Wednesday, September 22, 2021

Haters Gonna Hate Haitians

Many people leave social media platforms like Facebook because they become sickened by displays of hatred toward marginalized groups.

The astounding ignorance of history that underlies comments about refugees massing at the Mexican border in Texas underlies current hate speech in response to videos of Border Patrol agents on horseback whipping Black migrants. I'm not going to repeat any of their nastiness but I am going to respond to a Maine news outlet's post of the whipping story that generated a long string of comments from haters.

The super wealthy who own media outlets have taught white people to hate immigrants and fear that their presence contributes to the steady decline of wealth for working class people and the truly poor. 

Conservative haters are fond of the word patriotism and they express love for national borders with cruel practices in place to keep non-white people out of the U.S.

How much do they or you or I really know about Haiti and the people emigrating from there in the 21st century?

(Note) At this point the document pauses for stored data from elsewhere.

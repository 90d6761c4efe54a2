//! Bootstrap error types.

use thiserror::Error;

/// Bootstrap error type.
///
/// Being logged out is a normal outcome of a bootstrap, not an error.
#[derive(Error, Debug, Clone, PartialEq, Eq)]
pub enum BootstrapError {
    /// Invalid transition in the bootstrap FSM (e.g. starting twice)
    #[error("Invalid bootstrap state transition: {0}")]
    InvalidStateTransition(String),
}

/// Result type for bootstrap operations.
pub type BootstrapResult<T> = Result<T, BootstrapError>;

What, if anything, does the U.S. owe them?



Here's a thumbnail sketch of significant events in Haiti's history:

  • Haiti is 1/3 of the Caribbean island colonized by Europeans after genocidal maniac Columbus made landfall there in 1492.
  • Haiti was once France's richest colony, using the labor of Africans who had been kidnapped from their homes and enslaved on plantations.
  • Haiti successfully overthrew its colonial masters with a revolution 1791-1804. They established the first Black republic and were the second to successfully break away from the colonizers who exploited them (guess who the first was?).
  • Crippling debt in the form of reparations to France was agreed to in order to gain diplomatic recognition as a legitimate country. 90 million gold francs would be equivalent to around $21 billion today. Haitians endured poverty while these payments to the already wealthy France were made for decades.
  • The U.S. Marine Corps invaded and occupied Haiti 1915-1934. They imposed trade relations favorable to the U.S. that continued to impoverish Haitians.
  • Starting in the 1980's, the CIA funded and otherwise supported the Haitian military and the Haitian National Intelligence Service.

    • Beginning in 1990 popular candidate Jean-Bertrand Aristide was elected president. A military coup forced him out and he went into exile until 1994 when he returned and served out his term.
    • The U.S. military again occupied Haiti 1994-1997.
    • Aristide was re-elected in a landslide in 2000. A military coup removed him in 2004 and he went into exile again.
    • In 2010 Haitians suffered a devastating earthquake followed by a flood of alleged aid workers and peace keepers that brutally exploited upheaval and chaos following the quake. 200,000 died and many of the survivors emigrated to South America. Those people and their children who were born abroad are a large proportion of the migrants now gathered in Texas.
    • In July, 2021 President Jovenel Moïse, who was closely aligned with the U.S. and the Haitian military and overstaying his term of office, was assassinated.
    • Last month (August, 2021) Haitians suffered another big earthquake killing around 2,000 and injuring around 12,000 people.
    • Climate chaos in the form of devastating hurricanes strikes Haiti regularly.
    • Mass deportations even of people not born in Haiti are the Biden administration's response to the suffering at the border.
    • Haiti remains the poorest nation in the Western hemisphere.
    If you read this far hoping that U.S. President Joe Biden, a Democrat, would come off better than his immigrant-hating predecessor -- the reality is far more disappointing.

    My photo -- Federal building, Bangor, Maine, July 3, 2019

    Because guess what? There are
    still children being kept in cages for crossing the border, too. And it's still a national disgrace.